Ewige Jugend. Schönheit. Weisheit. Unzählbare Legenden ranken sich um die magischen Kräfte von Quellen. "Was meinen sie, wie oft ich schon darin gebadet hätte, wenn das stimmte", sagt Dieter Zarges. Auf seinem Land an der Elfringhauser Straße sprudelt nämlich eine kleine Quelle aus dem Berg.

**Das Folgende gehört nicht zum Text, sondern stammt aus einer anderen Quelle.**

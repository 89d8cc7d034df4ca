// src/wiki/tables.rs
// =============================================================================
// This module reads the two "wikitable" tables on a creature page.
//
// Table 1 holds the basic facts. Its cells are read in document order with
// row boundaries ignored, and picked by position:
//
//   | No. | Name  | (image) | Personality |
//   | 7   | Glorp | ...     | Friendly    |
//
// Table 2 holds compatibility info. Its 6th cell lists who the creature
// likes and dislikes, one declaration per line:
//
//   Likes: Moon Bunny, Space Sheep
//   Dislikes: Aerial Whale
//
// Wiki editors write "TBA" wherever a value is not known yet. Those cells
// are left out of the record instead of being copied in.
// =============================================================================

use scraper::{ElementRef, Html, Selector};

use crate::config::KeyMatching;
use crate::wiki::record::{CreatureNumber, CreatureRecord};

const TBA: &str = "TBA";

// Position of the compatibility cell in table 2.
const COMPATIBILITY_CELL: usize = 5;

// Below this many cells table 2 is not worth looking at.
const MIN_COMPATIBILITY_CELLS: usize = 4;

#[derive(Debug, Clone, Copy, PartialEq, Eq)]
enum BasicField {
    Number,
    Name,
    Personality,
}

// Which table-1 cell feeds which field. Cells not listed are ignored.
const TABLE1_FIELDS: &[(usize, BasicField)] = &[
    (0, BasicField::Number),
    (1, BasicField::Name),
    (3, BasicField::Personality),
];

// Likes and dislikes parsed from one compatibility cell.
#[derive(Debug, Clone, Default, PartialEq, Eq)]
pub struct Compatibility {
    pub likes: Vec<String>,
    pub dislikes: Vec<String>,
}

// Fills every table-backed field of `record` from a parsed detail page.
//
// Missing tables or cells are not errors: whatever can be read is read,
// the rest stays None. Returns true only if both tables were complete
// enough to reach the compatibility cell.
pub fn fill_from_tables(
    document: &Html,
    record: &mut CreatureRecord,
    matching: KeyMatching,
) -> bool {
    let table_selector = Selector::parse("table.wikitable").expect("valid selector");
    let tables: Vec<ElementRef> = document.select(&table_selector).collect();

    let Some(basic_table) = tables.first() else {
        return false;
    };
    apply_basic_info(record, &cell_texts(*basic_table));

    let Some(compat_table) = tables.get(1) else {
        return false;
    };
    let cells = cell_texts(*compat_table);
    if cells.len() < MIN_COMPATIBILITY_CELLS {
        return false;
    }
    // Tables with 4 or 5 cells have no compatibility cell either.
    let Some(compat_cell) = cells.get(COMPATIBILITY_CELL) else {
        return false;
    };

    let compatibility = parse_compatibility(compat_cell, matching);
    record.likes = Some(compatibility.likes);
    record.dislikes = Some(compatibility.dislikes);
    true
}

// Text of every <td> below `table`, in document order.
pub fn cell_texts(table: ElementRef) -> Vec<String> {
    let cell_selector = Selector::parse("td").expect("valid selector");

    table
        .select(&cell_selector)
        .map(|cell| cell.text().collect::<String>())
        .collect()
}

// Maps table-1 cells onto number/name/personality.
pub fn apply_basic_info(record: &mut CreatureRecord, cells: &[String]) {
    for (index, field) in TABLE1_FIELDS {
        let Some(text) = cells.get(*index) else {
            continue;
        };
        if text.contains(TBA) {
            continue;
        }

        match field {
            BasicField::Number => record.number = Some(CreatureNumber::parse(text)),
            BasicField::Name => record.name = Some(text.clone()),
            BasicField::Personality => record.personality = Some(text.clone()),
        }
    }
}

// Parses the text of a compatibility cell.
//
// Each line looks like "<key>: <name>, <name>, ...". Only the text between
// the first and second colon is used as the value list. Lines mentioning
// TBA, and lines without any colon, contribute nothing.
pub fn parse_compatibility(text: &str, matching: KeyMatching) -> Compatibility {
    let mut compatibility = Compatibility::default();

    if text.trim() == TBA {
        return compatibility;
    }

    for line in text.split('\n') {
        if line.is_empty() || line.contains(TBA) {
            continue;
        }

        let mut parts = line.split(':');
        let key = parts.next().unwrap_or_default().to_lowercase();
        let Some(values) = parts.next() else {
            continue;
        };

        let names: Vec<String> = values.split(',').map(|name| name.trim().to_string()).collect();

        match matching {
            KeyMatching::Substring => {
                // "dislikes" contains "likes", so a dislikes line hits both.
                if key.contains("likes") {
                    compatibility.likes.extend(names.iter().cloned());
                }
                if key.contains("dislikes") {
                    compatibility.dislikes.extend(names);
                }
            }
            KeyMatching::DislikesFirst => {
                if key.contains("dislikes") {
                    compatibility.dislikes.extend(names);
                } else if key.contains("likes") {
                    compatibility.likes.extend(names);
                }
            }
        }
    }

    compatibility
}

// -----------------------------------------------------------------------------
// BEGINNER NOTES:
//
// 1. What is let-else?
//    - let Some(x) = value else { return; };
//    - Binds x when the pattern matches, otherwise runs the else block,
//      which must leave the function (return, continue, break...)
//    - Keeps the "happy path" unindented
//
// 2. Why cells.get(5) instead of cells[5]?
//    - Indexing a Vec out of range panics
//    - .get() returns Option, so a short table simply yields None
//
// 3. Why is TABLE1_FIELDS a const slice of tuples?
//    - The cell positions are the fragile part of this scraper
//    - Having them in one place means a layout change on the wiki is a
//      one-line fix
// -----------------------------------------------------------------------------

Dass sie weder schön noch unsterblich macht, findet Zarges nicht schlimm. So sehr er nachdenkt - eine richtige Legende zur Quelle, die in den Heierbach fließt, mag ihm nicht einfallen. Dabei hat das Wasser, das im Wodantal aus dem Berg sprudelt, eine geradezu magische Anziehungskraft auf naturverbundene Städter.

Zum Beispiel auf Annerose Barth. Einmal pro Woche kommt die gebürtige Schweizerin, die seit 20 Jahren im Ruhrgebiet lebt, zur Quelle. Sie trägt ihre fünf Korbflaschen über einen Trampelpfad zur Quelle und füllt sie auf. 25 Liter Wasser - das reicht für eine Woche.

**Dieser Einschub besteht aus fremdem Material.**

// src/config.rs
// =============================================================================
// This module holds every fixed value the scraper needs to know about the
// wiki: where it lives, which page lists the creatures, how images are
// referenced, and what the attribution text says.
//
// Keeping them in one struct (instead of string literals scattered around)
// lets tests point the scraper at a fake wiki running on localhost.
//
// Rust concepts:
// - impl Default: A "zero-argument constructor" other code can rely on
// - thiserror: Derives std::error::Error for our own error enums
// =============================================================================

use thiserror::Error;
use url::Url;

/// Public origin of The Ssum wiki.
pub const DEFAULT_ORIGIN: &str = "https://thessum.miraheze.org";

/// Page listing every Space Creature in a gallery.
pub const DEFAULT_INDEX_PATH: &str = "/wiki/Space_Creatures";

pub const DEFAULT_SITE_NAME: &str = "The Ssum: Forbidden Lab's Unofficial Miraheze Wiki";
pub const DEFAULT_LICENSE_URL: &str = "https://creativecommons.org/licenses/by-sa/4.0/";
pub const DEFAULT_LICENSE_NAME: &str =
    "Creative Commons Attribution-ShareAlike 4.0 International (CC BY-SA 4.0)";

// How a "Likes:"/"Dislikes:" key is matched to a list.
//
// Substring checks both words independently. Since "dislikes" contains
// "likes", a dislikes line ends up in both lists. This is what the wiki
// scraper has always produced, so it stays the default.
//
// DislikesFirst checks "dislikes" first and only falls back to "likes",
// so every line lands in at most one list.
#[derive(Debug, Clone, Copy, PartialEq, Eq, Default)]
pub enum KeyMatching {
    #[default]
    Substring,
    DislikesFirst,
}

#[derive(Debug, Error, PartialEq, Eq)]
pub enum ConfigError {
    #[error("invalid origin '{origin}': {reason}")]
    InvalidOrigin { origin: String, reason: String },
}

// Everything the scraper needs to know about the target wiki.
#[derive(Debug, Clone, PartialEq, Eq)]
pub struct WikiConfig {
    /// Scheme + host (+ port), without a trailing slash.
    pub origin: String,
    /// Site-relative path of the creature gallery page.
    pub index_path: String,
    /// Prefix put in front of protocol-relative image sources ("//host/...").
    pub image_scheme: String,
    pub site_name: String,
    pub license_url: String,
    pub license_name: String,
    pub key_matching: KeyMatching,
}

impl Default for WikiConfig {
    fn default() -> Self {
        Self {
            origin: DEFAULT_ORIGIN.to_string(),
            index_path: DEFAULT_INDEX_PATH.to_string(),
            image_scheme: "https:".to_string(),
            site_name: DEFAULT_SITE_NAME.to_string(),
            license_url: DEFAULT_LICENSE_URL.to_string(),
            license_name: DEFAULT_LICENSE_NAME.to_string(),
            key_matching: KeyMatching::default(),
        }
    }
}

impl WikiConfig {
    // Builds a config for another origin, keeping every other default.
    //
    // The origin must be an absolute http(s) URL. A trailing slash is
    // dropped so that `origin + "/wiki/..."` never produces "//wiki".
    pub fn with_origin(origin: &str) -> Result<Self, ConfigError> {
        let origin = normalize_origin(origin)?;
        Ok(Self {
            origin,
            ..Self::default()
        })
    }

    pub fn index_url(&self) -> String {
        format!("{}{}", self.origin, self.index_path)
    }

    pub fn main_page_url(&self) -> String {
        format!("{}/wiki/Main_Page", self.origin)
    }

    // Edit-history link for an article, e.g. ".../w/index.php?title=Glorp&action=history"
    pub fn history_url(&self, page_name: &str) -> String {
        format!(
            "{}/w/index.php?title={}&action=history",
            self.origin, page_name
        )
    }
}

fn normalize_origin(origin: &str) -> Result<String, ConfigError> {
    let invalid = |reason: String| ConfigError::InvalidOrigin {
        origin: origin.to_string(),
        reason,
    };

    let parsed = Url::parse(origin).map_err(|e| invalid(e.to_string()))?;

    if parsed.scheme() != "http" && parsed.scheme() != "https" {
        return Err(invalid(format!("unsupported scheme '{}'", parsed.scheme())));
    }
    if parsed.host_str().is_none() {
        return Err(invalid("missing host".to_string()));
    }

    Ok(origin.trim_end_matches('/').to_string())
}

#[cfg(test)]
mod tests {
    use super::*;

    #[test]
    fn test_default_urls() {
        let config = WikiConfig::default();
        assert_eq!(
            config.index_url(),
            "https://thessum.miraheze.org/wiki/Space_Creatures"
        );
        assert_eq!(
            config.main_page_url(),
            "https://thessum.miraheze.org/wiki/Main_Page"
        );
        assert_eq!(
            config.history_url("Glorp"),
            "https://thessum.miraheze.org/w/index.php?title=Glorp&action=history"
        );
    }

    #[test]
    fn test_with_origin_trims_trailing_slash() {
        let config = WikiConfig::with_origin("http://127.0.0.1:8080/").unwrap();
        assert_eq!(config.origin, "http://127.0.0.1:8080");
        assert_eq!(config.index_path, DEFAULT_INDEX_PATH);
    }

    #[test]
    fn test_with_origin_rejects_garbage() {
        assert!(WikiConfig::with_origin("not a url").is_err());
        assert!(WikiConfig::with_origin("ftp://example.com").is_err());
    }

    #[test]
    fn test_default_key_matching_is_substring() {
        assert_eq!(WikiConfig::default().key_matching, KeyMatching::Substring);
    }
}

"Es ist einfach reines Wasser, das reinste, das es gibt", meint sie. Anders als alle Wassersorten, die man abgefüllt kaufen könne, sei das Quellwasser nicht chemisch behandelt. "Eine Frau hat mir auch erzählt, dass sie das Wasser von einem Apotheker überprüfen ließ", sagt sie. Annerose Barth glaubt daran, dass das Wasser aus dem Wodantal ihr gut tut - chemische Zusammensetzung hin oder her.

Vor einem Jahr kam die 63-Jährige zum ersten Mal hierher. "Das ging über Mundpropaganda." Eine gesunde, möglichst naturbelassene Ernährung ist ihr wichtig. "Es gibt halt immer nur ein paar Leute, die solche Mühen auf sich nehmen", meint sie. Viele treffen sich an Dieter Zarges' Quelle.

Auch wenn er selbst nichts vom Wasserschleppen hält: Den Bredenscheider stören die Touristen nicht, und auch Nachbar Egon Gabriel duldet den Trampelpfad der Wasserpilger auf seiner Wiese.

"Allein vom Geschmack her ist das Wasser dort besser als das aus der Leitung", findet Zarges. Früher sei das Wasser genutzt worden, wenn die Hofbrunnen einmal ausgetrocknet waren. Der Ursprung der Quelle ist unklar. "Sie ist vermutlich in eisgrauer Zeit eine Stollenentwässerung gewesen." Der Weg des Wassers sei also zum Teil künstlich gebaut worden. Die Gänge sollen sich mindestens zwei Kilometer in den Berg hinein ziehen.